◆ Aim of the task ◆
If a line in the records contains the word "install", count it; state the resulting number and nothing more.

◆ Records for the exercise ◆
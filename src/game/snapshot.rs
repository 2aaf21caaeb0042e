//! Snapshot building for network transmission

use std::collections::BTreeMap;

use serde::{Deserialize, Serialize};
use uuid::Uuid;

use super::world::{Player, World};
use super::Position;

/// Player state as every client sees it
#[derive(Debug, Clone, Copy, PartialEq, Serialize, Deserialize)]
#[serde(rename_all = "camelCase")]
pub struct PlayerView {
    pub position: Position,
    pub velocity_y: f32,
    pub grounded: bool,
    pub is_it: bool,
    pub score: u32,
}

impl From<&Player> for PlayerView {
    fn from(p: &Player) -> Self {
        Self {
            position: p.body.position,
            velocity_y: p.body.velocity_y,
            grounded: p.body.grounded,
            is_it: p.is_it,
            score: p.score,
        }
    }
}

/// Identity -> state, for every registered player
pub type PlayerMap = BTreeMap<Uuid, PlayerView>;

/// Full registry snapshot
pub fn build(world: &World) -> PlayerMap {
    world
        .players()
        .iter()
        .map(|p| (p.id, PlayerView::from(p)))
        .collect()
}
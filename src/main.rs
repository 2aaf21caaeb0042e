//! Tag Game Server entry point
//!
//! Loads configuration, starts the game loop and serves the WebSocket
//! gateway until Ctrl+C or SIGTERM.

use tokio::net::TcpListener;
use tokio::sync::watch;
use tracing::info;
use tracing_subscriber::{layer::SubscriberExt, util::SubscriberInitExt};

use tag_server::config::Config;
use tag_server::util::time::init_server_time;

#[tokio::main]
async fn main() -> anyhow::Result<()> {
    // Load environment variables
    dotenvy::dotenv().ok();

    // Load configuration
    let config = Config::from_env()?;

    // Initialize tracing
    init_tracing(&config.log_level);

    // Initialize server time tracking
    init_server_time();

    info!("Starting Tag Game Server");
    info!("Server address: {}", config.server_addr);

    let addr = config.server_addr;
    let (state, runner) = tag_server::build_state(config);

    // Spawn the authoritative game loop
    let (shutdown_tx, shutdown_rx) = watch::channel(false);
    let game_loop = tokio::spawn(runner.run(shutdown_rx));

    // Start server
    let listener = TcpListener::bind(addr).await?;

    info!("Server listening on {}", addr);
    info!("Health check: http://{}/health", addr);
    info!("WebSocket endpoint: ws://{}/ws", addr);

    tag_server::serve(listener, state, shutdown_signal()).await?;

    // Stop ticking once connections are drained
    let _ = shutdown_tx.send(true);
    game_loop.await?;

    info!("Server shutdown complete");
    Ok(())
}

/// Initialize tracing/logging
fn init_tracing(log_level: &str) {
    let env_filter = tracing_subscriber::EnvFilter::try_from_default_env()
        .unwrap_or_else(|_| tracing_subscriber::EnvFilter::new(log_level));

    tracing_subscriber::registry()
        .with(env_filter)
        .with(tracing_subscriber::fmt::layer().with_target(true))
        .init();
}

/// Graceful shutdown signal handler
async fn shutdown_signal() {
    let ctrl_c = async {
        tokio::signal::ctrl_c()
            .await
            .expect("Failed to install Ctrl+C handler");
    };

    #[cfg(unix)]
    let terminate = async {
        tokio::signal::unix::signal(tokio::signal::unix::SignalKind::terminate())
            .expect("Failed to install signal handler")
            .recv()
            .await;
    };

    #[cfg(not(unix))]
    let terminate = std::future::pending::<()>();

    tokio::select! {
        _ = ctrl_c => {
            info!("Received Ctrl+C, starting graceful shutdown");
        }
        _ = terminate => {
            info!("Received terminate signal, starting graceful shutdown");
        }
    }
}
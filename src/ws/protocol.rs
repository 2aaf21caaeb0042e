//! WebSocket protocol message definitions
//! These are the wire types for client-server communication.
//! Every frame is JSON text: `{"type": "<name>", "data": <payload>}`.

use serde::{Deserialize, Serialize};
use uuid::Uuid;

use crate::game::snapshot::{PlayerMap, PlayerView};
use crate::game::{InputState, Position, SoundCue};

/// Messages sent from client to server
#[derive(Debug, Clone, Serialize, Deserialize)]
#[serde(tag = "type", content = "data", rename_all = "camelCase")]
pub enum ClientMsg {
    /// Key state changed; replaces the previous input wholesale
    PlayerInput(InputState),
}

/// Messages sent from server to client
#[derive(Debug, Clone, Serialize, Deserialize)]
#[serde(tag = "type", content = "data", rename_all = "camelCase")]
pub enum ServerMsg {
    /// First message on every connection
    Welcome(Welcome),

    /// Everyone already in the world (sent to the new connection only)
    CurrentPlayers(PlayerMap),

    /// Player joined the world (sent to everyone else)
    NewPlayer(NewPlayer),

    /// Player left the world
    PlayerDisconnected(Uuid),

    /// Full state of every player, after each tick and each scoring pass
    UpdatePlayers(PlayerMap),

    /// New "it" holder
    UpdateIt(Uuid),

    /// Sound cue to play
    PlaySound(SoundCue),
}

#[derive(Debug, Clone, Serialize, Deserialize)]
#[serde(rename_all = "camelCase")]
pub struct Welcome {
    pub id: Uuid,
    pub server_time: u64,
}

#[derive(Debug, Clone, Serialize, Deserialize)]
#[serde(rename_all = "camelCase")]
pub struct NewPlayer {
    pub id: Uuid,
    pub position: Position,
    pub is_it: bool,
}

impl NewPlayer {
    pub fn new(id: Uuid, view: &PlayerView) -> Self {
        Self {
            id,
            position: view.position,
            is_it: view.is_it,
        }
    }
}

◆ Output of the exercise ◆
2